What needs to be done
All entries must be extracted exactly, with nothing added or dropped.

** The data follows **

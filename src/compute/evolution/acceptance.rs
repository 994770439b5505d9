//! Simulated annealing acceptance rules.
//!
//! Improvements are always accepted. A worsening candidate is accepted with
//! probability `exp(-delta / temperature)`, where the temperature scales with
//! how far the current network is from perfect.

use std::cmp::Ordering;

use rand::prelude::*;

use crate::compute::numeric::fcmp;

/// Accept `candidate` over `current` flow error.
///
/// Temperature is `annealing_factor * current`; a current error of zero
/// rejects every non-improving candidate.
pub fn accept_flow(current: f64, candidate: f64, annealing_factor: f64, rng: &mut StdRng) -> bool {
    if fcmp(candidate, current) == Ordering::Less {
        return true;
    }
    anneal(current - candidate, annealing_factor * current, rng)
}

/// Accept `candidate` over `current` robustness (higher is better).
///
/// Temperature is `robust_factor * (1 - current)`; a current robustness of
/// one rejects every non-improving candidate.
pub fn accept_robustness(
    current: f64,
    candidate: f64,
    robust_factor: f64,
    rng: &mut StdRng,
) -> bool {
    if fcmp(candidate, current) == Ordering::Greater {
        return true;
    }
    anneal(candidate - current, robust_factor * (1.0 - current), rng)
}

/// Draw `U` and accept iff `U < exp(gain / temperature)`. `gain` is not positive.
fn anneal(gain: f64, temperature: f64, rng: &mut StdRng) -> bool {
    if !(temperature > 0.0) {
        return false;
    }
    let u = rng.r#gen::<f64>();
    fcmp(u, (gain / temperature).exp()) == Ordering::Less
}
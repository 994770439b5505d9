//! Robustness scoring by perturb-and-recompute.
//!
//! A functional network is perturbed many times (a link removed, a node
//! removed, or all link weights jittered) and the score is the share of
//! perturbations after which the flow error stays below the robustness
//! threshold.

use rand::prelude::*;

use crate::compute::numeric::definitely_less;
use crate::compute::solver::{build_noisy_system, flow_error, solve_or_recover};
use crate::compute::{FlowNetwork, SolveError};
use crate::schema::{NetworkType, Parameters};

/// Noise trials per middle node.
pub const NOISE_TRIALS_PER_NODE: usize = 10;

/// Which perturbation a robust network must withstand.
#[derive(Debug, Clone, Copy, PartialEq)]
pub enum RobustnessModel {
    /// Removal of any single link.
    Link,
    /// Removal of any single active middle node.
    Node,
    /// Random jitter of all link weights.
    Noise { noise_level: f64 },
}

/// Scores a network under one [`RobustnessModel`].
#[derive(Debug, Clone, Copy, PartialEq)]
pub struct RobustnessEvaluator {
    pub model: RobustnessModel,
    /// Flow error a perturbed network must stay below.
    pub threshold: f64,
}

impl RobustnessEvaluator {
    pub fn new(model: RobustnessModel, threshold: f64) -> Self {
        Self { model, threshold }
    }

    /// Evaluator for the configured network type, `None` for plain flow networks.
    pub fn for_parameters(params: &Parameters) -> Option<Self> {
        let model = match params.network_type {
            NetworkType::Flow => return None,
            NetworkType::LinkRobust => RobustnessModel::Link,
            NetworkType::NodeRobust => RobustnessModel::Node,
            NetworkType::NoiseRobust { noise_level } => RobustnessModel::Noise { noise_level },
        };
        Some(Self::new(model, params.robust.robust_threshold))
    }

    /// Score `network` in `[0, 1]`.
    ///
    /// The network itself is never modified; perturbations run on copies.
    /// Only the noise model draws from `rng`.
    pub fn evaluate(&self, network: &FlowNetwork, rng: &mut StdRng) -> Result<f64, SolveError> {
        match self.model {
            RobustnessModel::Link => self.link_robustness(network),
            RobustnessModel::Node => self.node_robustness(network),
            RobustnessModel::Noise { noise_level } => {
                self.noise_robustness(network, noise_level, rng)
            }
        }
    }

    fn link_robustness(&self, network: &FlowNetwork) -> Result<f64, SolveError> {
        let layout = network.layout();
        let topology = network.topology();

        let links: Vec<(usize, usize)> = (0..layout.end_middle())
            .filter(|&n| {
                layout.is_input(n) || (topology.in_degree(n) > 0 && topology.out_degree(n) > 0)
            })
            .flat_map(move |n| topology.out_neighbors(n).map(move |tar| (n, tar)))
            .collect();
        if links.is_empty() {
            return Ok(0.0);
        }

        let mut scratch = network.perturbation_copy();
        let mut robust = 0usize;
        for &(src, tar) in &links {
            scratch.remove_link(src, tar);
            if definitely_less(scratch.flow_error()?, self.threshold) {
                robust += 1;
            }
            scratch.add_link(src, tar);
        }
        Ok(robust as f64 / links.len() as f64)
    }

    fn node_robustness(&self, network: &FlowNetwork) -> Result<f64, SolveError> {
        let layout = network.layout();
        let topology = network.topology();

        let mut tested = 0usize;
        let mut robust = 0usize;
        for node in layout.nodes_in..layout.end_middle() {
            if topology.in_degree(node) == 0 || topology.out_degree(node) == 0 {
                continue;
            }
            let mut scratch = network.perturbation_copy();
            scratch.clear_node(node);
            if definitely_less(scratch.flow_error()?, self.threshold) {
                robust += 1;
            }
            tested += 1;
        }
        if tested == 0 {
            return Ok(0.0);
        }
        Ok(robust as f64 / tested as f64)
    }

    fn noise_robustness(
        &self,
        network: &FlowNetwork,
        noise_level: f64,
        rng: &mut StdRng,
    ) -> Result<f64, SolveError> {
        let layout = network.layout();
        let trials = NOISE_TRIALS_PER_NODE * layout.nodes_middle;
        if trials == 0 {
            return Ok(0.0);
        }

        let mut robust = 0usize;
        for _ in 0..trials {
            let system = build_noisy_system(network.topology(), layout, noise_level, rng);
            let (output, _) = solve_or_recover(system, layout)?;
            if definitely_less(flow_error(network.ideal(), &output), self.threshold) {
                robust += 1;
            }
        }
        Ok(robust as f64 / trials as f64)
    }
}
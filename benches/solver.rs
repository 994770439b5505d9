//! Benchmarks for flow evaluation and robustness scoring.

use criterion::{BatchSize, BenchmarkId, Criterion, black_box, criterion_group, criterion_main};
use rand::prelude::*;

use robust_flow::{
    FlowNetwork, Parameters,
    compute::{RobustnessEvaluator, RobustnessModel},
};

fn network(middle: u16, seed: u64) -> FlowNetwork {
    let params = Parameters {
        nodes_in: 8,
        nodes_middle: middle,
        nodes_out: 8,
        activated_k: 4,
        ..Default::default()
    };
    let mut rng = StdRng::seed_from_u64(seed);
    FlowNetwork::generate(&params, 0.3, &mut rng).expect("network generation")
}

fn bench_flow_error(c: &mut Criterion) {
    let mut group = c.benchmark_group("flow_error");

    for middle in [20, 50, 100] {
        let network = network(middle, 7);

        group.bench_with_input(
            BenchmarkId::from_parameter(format!("8-{}-8", middle)),
            &middle,
            |b, _| {
                b.iter_batched(
                    || network.clone(),
                    |mut n| black_box(n.flow_error()),
                    BatchSize::SmallInput,
                );
            },
        );
    }

    group.finish();
}

fn bench_robustness(c: &mut Criterion) {
    let mut group = c.benchmark_group("robustness");
    group.sample_size(20);

    let network = network(20, 11);
    let models = [
        ("link", RobustnessModel::Link),
        ("node", RobustnessModel::Node),
        ("noise", RobustnessModel::Noise { noise_level: 0.1 }),
    ];

    for (label, model) in models {
        let evaluator = RobustnessEvaluator::new(model, 0.007);
        let mut rng = StdRng::seed_from_u64(3);

        group.bench_with_input(BenchmarkId::from_parameter(label), &model, |b, _| {
            b.iter(|| black_box(evaluator.evaluate(black_box(&network), &mut rng)));
        });
    }

    group.finish();
}

criterion_group!(benches, bench_flow_error, bench_robustness);
criterion_main!(benches);
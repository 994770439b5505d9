//! Storage module - Binary checkpoints of evolved networks.

mod format;
mod store;

pub use format::*;
pub use store::*;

** End of The data **

Answer to this exercise
filename src/compute/evolution/acceptance.rs
repository 994770439b5505d9
//! Simulated annealing acceptance rules.
//!
//! Improvements are always accepted. A worsening candidate is accepted with
//! probability `exp(-delta / temperature)`, where the temperature scales with
//! how far the current network is from perfect.

use std::cmp::Ordering;

use rand::prelude::*;

use crate::compute::numeric::fcmp;

/// Accept `candidate` over `current` flow error.
///
/// Temperature is `annealing_factor * current`; a current error of zero
/// rejects every non-improving candidate.
pub fn accept_flow(current: f64, candidate: f64, annealing_factor: f64, rng: &mut StdRng) -> bool {
    if fcmp(candidate, current) == Ordering::Less {
        return true;
    }
    anneal(current - candidate, annealing_factor * current, rng)
}

/// Accept `candidate` over `current` robustness (higher is better).
///
/// Temperature is `robust_factor * (1 - current)`; a current robustness of
/// one rejects every non-improving candidate.
pub fn accept_robustness(
    current: f64,
    candidate: f64,
    robust_factor: f64,
    rng: &mut StdRng,
) -> bool {
    if fcmp(candidate, current) == Ordering::Greater {
        return true;
    }
    anneal(candidate - current, robust_factor * (1.0 - current), rng)
}

/// Draw `U` and accept iff `U < exp(gain / temperature)`. `gain` is not positive.
fn anneal(gain: f64, temperature: f64, rng: &mut StdRng) -> bool {
    if !(temperature > 0.0) {
        return false;
    }
    let u = rng.r#gen::<f64>();
    fcmp(u, (gain / temperature).exp()) == Ordering::Less
}
repository 994770439b5505d9
//! Robustness scoring by perturb-and-recompute.
//!
//! A functional network is perturbed many times (a link removed, a node
//! removed, or all link weights jittered) and the score is the share of
//! perturbations after which the flow error stays below the robustness
//! threshold.

use rand::prelude::*;

use crate::compute::numeric::definitely_less;
use crate::compute::solver::{build_noisy_system, flow_error, solve_or_recover};
use crate::compute::{FlowNetwork, SolveError};
use crate::schema::{NetworkType, Parameters};

/// Noise trials per middle node.
pub const NOISE_TRIALS_PER_NODE: usize = 10;

/// Which perturbation a robust network must withstand.
#[derive(Debug, Clone, Copy, PartialEq)]
pub enum RobustnessModel {
    /// Removal of any single link.
    Link,
    /// Removal of any single active middle node.
    Node,
    /// Random jitter of all link weights.
    Noise { noise_level: f64 },
}

/// Scores a network under one [`RobustnessModel`].
#[derive(Debug, Clone, Copy, PartialEq)]
pub struct RobustnessEvaluator {
    pub model: RobustnessModel,
    /// Flow error a perturbed network must stay below.
    pub threshold: f64,
}

impl RobustnessEvaluator {
    pub fn new(model: RobustnessModel, threshold: f64) -> Self {
        Self { model, threshold }
    }

    /// Evaluator for the configured network type, `None` for plain flow networks.
    pub fn for_parameters(params: &Parameters) -> Option<Self> {
        let model = match params.network_type {
            NetworkType::Flow => return None,
            NetworkType::LinkRobust => RobustnessModel::Link,
            NetworkType::NodeRobust => RobustnessModel::Node,
            NetworkType::NoiseRobust { noise_level } => RobustnessModel::Noise { noise_level },
        };
        Some(Self::new(model, params.robust.robust_threshold))
    }

    /// Score `network` in `[0, 1]`.
    ///
    /// The network itself is never modified; perturbations run on copies.
    /// Only the noise model draws from `rng`.
    pub fn evaluate(&self, network: &FlowNetwork, rng: &mut StdRng) -> Result<f64, SolveError> {
        match self.model {
            RobustnessModel::Link => self.link_robustness(network),
            RobustnessModel::Node => self.node_robustness(network),
            RobustnessModel::Noise { noise_level } => {
                self.noise_robustness(network, noise_level, rng)
            }
        }
    }

    fn link_robustness(&self, network: &FlowNetwork) -> Result<f64, SolveError> {
        let layout = network.layout();
        let topology = network.topology();

        let links: Vec<(usize, usize)> = (0..layout.end_middle())
            .filter(|&n| {
                layout.is_input(n) || (topology.in_degree(n) > 0 && topology.out_degree(n) > 0)
            })
            .flat_map(move |n| topology.out_neighbors(n).map(move |tar| (n, tar)))
            .collect();
        if links.is_empty() {
            return Ok(0.0);
        }

        let mut scratch = network.perturbation_copy();
        let mut robust = 0usize;
        for &(src, tar) in &links {
            scratch.remove_link(src, tar);
            if definitely_less(scratch.flow_error()?, self.threshold) {
                robust += 1;
            }
            scratch.add_link(src, tar);
        }
        Ok(robust as f64 / links.len() as f64)
    }

    fn node_robustness(&self, network: &FlowNetwork) -> Result<f64, SolveError> {
        let layout = network.layout();
        let topology = network.topology();

        let mut tested = 0usize;
        let mut robust = 0usize;
        for node in layout.nodes_in..layout.end_middle() {
            if topology.in_degree(node) == 0 || topology.out_degree(node) == 0 {
                continue;
            }
            let mut scratch = network.perturbation_copy();
            scratch.clear_node(node);
            if definitely_less(scratch.flow_error()?, self.threshold) {
                robust += 1;
            }
            tested += 1;
        }
        if tested == 0 {
            return Ok(0.0);
        }
        Ok(robust as f64 / tested as f64)
    }

    fn noise_robustness(
        &self,
        network: &FlowNetwork,
        noise_level: f64,
        rng: &mut StdRng,
    ) -> Result<f64, SolveError> {
        let layout = network.layout();
        let trials = NOISE_TRIALS_PER_NODE * layout.nodes_middle;
        if trials == 0 {
            return Ok(0.0);
        }

        let mut robust = 0usize;
        for _ in 0..trials {
            let system = build_noisy_system(network.topology(), layout, noise_level, rng);
            let (output, _) = solve_or_recover(system, layout)?;
            if definitely_less(flow_error(network.ideal(), &output), self.threshold) {
                robust += 1;
            }
        }
        Ok(robust as f64 / trials as f64)
    }
}
filename benches/solver.rs
repository 994770439b5505d9
//! Benchmarks for flow evaluation and robustness scoring.

use criterion::{BatchSize, BenchmarkId, Criterion, black_box, criterion_group, criterion_main};
use rand::prelude::*;

use robust_flow::{
    FlowNetwork, Parameters,
    compute::{RobustnessEvaluator, RobustnessModel},
};

fn network(middle: u16, seed: u64) -> FlowNetwork {
    let params = Parameters {
        nodes_in: 8,
        nodes_middle: middle,
        nodes_out: 8,
        activated_k: 4,
        ..Default::default()
    };
    let mut rng = StdRng::seed_from_u64(seed);
    FlowNetwork::generate(&params, 0.3, &mut rng).expect("network generation")
}

fn bench_flow_error(c: &mut Criterion) {
    let mut group = c.benchmark_group("flow_error");

    for middle in [20, 50, 100] {
        let network = network(middle, 7);

        group.bench_with_input(
            BenchmarkId::from_parameter(format!("8-{}-8", middle)),
            &middle,
            |b, _| {
                b.iter_batched(
                    || network.clone(),
                    |mut n| black_box(n.flow_error()),
                    BatchSize::SmallInput,
                );
            },
        );
    }

    group.finish();
}

fn bench_robustness(c: &mut Criterion) {
    let mut group = c.benchmark_group("robustness");
    group.sample_size(20);

    let network = network(20, 11);
    let models = [
        ("link", RobustnessModel::Link),
        ("node", RobustnessModel::Node),
        ("noise", RobustnessModel::Noise { noise_level: 0.1 }),
    ];

    for (label, model) in models {
        let evaluator = RobustnessEvaluator::new(model, 0.007);
        let mut rng = StdRng::seed_from_u64(3);

        group.bench_with_input(BenchmarkId::from_parameter(label), &model, |b, _| {
            b.iter(|| black_box(evaluator.evaluate(black_box(&network), &mut rng)));
        });
    }

    group.finish();
}

criterion_group!(benches, bench_flow_error, bench_robustness);
criterion_main!(benches);
repository 994770439b5505d9
//! Storage module - Binary checkpoints of evolved networks.

mod format;
mod store;

pub use format::*;
pub use store::*;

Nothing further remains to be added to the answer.